(Stored data)
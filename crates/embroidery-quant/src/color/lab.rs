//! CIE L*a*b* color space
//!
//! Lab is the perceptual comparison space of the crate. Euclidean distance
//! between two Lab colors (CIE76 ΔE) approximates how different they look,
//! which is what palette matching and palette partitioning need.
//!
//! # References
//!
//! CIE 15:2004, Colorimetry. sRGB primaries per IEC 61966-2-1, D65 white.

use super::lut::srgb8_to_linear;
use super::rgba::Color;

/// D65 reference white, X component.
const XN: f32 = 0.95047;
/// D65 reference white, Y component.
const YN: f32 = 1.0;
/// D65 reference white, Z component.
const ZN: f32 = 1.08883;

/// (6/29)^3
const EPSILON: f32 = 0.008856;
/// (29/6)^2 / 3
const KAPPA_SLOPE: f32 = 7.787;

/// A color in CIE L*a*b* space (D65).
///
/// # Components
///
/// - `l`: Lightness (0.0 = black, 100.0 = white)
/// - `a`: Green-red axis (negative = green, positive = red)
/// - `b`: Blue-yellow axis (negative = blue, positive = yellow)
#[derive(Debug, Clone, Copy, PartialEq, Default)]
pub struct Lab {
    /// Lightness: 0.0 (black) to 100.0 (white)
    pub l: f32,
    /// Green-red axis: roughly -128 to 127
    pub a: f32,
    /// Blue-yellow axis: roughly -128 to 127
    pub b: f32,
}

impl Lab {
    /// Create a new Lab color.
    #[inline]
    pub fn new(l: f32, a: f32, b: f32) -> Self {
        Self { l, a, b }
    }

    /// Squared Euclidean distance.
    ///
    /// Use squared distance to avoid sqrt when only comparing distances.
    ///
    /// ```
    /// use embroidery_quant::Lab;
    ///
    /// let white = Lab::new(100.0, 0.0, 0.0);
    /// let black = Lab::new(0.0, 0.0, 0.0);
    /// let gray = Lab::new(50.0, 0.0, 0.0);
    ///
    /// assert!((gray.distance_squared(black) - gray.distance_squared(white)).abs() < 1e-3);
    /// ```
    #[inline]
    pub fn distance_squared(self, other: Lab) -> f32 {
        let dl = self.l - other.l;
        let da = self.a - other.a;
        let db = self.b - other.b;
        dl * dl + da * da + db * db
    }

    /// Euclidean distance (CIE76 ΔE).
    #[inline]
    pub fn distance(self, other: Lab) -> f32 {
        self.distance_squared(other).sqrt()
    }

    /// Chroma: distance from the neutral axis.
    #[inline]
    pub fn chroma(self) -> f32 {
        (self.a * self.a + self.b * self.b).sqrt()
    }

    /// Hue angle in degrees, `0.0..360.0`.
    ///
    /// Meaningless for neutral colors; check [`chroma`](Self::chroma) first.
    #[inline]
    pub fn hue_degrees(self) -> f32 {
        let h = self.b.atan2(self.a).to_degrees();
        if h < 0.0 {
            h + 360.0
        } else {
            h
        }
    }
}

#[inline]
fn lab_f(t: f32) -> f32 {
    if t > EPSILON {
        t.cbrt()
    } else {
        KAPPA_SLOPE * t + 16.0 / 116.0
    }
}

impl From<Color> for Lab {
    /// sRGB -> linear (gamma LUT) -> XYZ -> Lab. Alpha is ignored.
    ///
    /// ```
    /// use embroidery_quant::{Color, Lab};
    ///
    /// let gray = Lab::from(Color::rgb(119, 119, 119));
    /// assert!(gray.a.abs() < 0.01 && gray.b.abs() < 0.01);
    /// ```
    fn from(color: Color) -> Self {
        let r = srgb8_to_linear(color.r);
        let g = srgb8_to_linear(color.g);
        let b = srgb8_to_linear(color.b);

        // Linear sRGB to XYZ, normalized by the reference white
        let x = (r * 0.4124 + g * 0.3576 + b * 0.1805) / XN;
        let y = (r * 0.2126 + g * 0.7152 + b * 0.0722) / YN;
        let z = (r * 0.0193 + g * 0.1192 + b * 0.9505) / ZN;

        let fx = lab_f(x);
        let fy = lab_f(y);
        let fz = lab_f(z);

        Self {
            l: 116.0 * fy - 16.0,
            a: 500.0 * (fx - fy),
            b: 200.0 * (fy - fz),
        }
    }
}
...
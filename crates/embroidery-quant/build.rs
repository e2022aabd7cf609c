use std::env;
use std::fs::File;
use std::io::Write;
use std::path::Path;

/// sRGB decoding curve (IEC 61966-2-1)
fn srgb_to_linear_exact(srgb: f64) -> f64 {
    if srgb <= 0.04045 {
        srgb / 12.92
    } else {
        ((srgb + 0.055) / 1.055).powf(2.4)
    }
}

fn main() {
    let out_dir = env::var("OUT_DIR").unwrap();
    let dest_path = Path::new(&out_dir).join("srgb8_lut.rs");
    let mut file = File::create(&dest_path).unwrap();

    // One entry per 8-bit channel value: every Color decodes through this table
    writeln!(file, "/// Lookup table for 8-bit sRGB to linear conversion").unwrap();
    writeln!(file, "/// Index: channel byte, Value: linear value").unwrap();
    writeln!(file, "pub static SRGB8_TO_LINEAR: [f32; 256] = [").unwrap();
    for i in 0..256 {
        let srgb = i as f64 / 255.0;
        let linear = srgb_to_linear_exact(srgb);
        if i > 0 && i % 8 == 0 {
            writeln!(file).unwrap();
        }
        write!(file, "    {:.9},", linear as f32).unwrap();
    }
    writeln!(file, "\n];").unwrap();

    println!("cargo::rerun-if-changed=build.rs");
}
==
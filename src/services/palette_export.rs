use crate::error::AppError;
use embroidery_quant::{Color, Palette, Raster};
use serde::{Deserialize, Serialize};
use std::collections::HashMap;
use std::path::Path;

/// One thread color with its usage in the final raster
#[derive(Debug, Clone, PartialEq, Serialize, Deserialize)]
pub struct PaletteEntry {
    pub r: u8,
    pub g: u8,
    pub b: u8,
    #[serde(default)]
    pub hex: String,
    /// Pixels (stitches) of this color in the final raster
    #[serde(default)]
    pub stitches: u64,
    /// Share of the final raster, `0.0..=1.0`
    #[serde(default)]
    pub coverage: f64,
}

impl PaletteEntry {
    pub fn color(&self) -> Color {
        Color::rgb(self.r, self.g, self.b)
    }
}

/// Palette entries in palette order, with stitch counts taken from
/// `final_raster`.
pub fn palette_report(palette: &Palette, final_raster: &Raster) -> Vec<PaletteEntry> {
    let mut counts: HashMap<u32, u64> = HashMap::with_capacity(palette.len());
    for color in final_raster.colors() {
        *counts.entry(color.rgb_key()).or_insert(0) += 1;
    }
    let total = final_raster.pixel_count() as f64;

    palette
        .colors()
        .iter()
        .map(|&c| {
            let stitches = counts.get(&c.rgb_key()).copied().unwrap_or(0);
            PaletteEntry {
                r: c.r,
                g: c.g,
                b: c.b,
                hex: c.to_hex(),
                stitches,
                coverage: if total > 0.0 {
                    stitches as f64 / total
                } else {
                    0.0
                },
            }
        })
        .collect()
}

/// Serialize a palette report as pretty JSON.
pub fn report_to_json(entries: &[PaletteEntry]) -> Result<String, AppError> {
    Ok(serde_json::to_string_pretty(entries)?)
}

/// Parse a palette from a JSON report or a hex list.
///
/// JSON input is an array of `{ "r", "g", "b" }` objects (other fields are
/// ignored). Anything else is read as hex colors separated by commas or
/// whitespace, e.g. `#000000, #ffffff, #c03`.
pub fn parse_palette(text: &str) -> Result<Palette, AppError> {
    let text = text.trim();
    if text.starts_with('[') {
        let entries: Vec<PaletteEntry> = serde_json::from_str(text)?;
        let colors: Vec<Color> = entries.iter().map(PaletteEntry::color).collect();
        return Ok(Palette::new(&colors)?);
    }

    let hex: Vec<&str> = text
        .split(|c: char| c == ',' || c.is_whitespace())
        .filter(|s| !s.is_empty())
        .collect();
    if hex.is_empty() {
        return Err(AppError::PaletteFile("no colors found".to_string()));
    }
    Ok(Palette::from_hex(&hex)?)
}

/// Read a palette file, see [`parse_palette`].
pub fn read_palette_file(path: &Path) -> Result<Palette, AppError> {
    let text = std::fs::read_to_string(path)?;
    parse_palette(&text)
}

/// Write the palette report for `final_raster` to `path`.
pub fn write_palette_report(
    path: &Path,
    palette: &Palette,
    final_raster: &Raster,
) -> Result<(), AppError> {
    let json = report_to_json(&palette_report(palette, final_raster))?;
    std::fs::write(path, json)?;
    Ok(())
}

The problem:
Whenever a line above includes the string "neutral", copy it.

Answer box:
    /// Chroma: distance from the neutral axis.
    /// Meaningless for neutral colors; check [`chroma`](Self::chroma) first.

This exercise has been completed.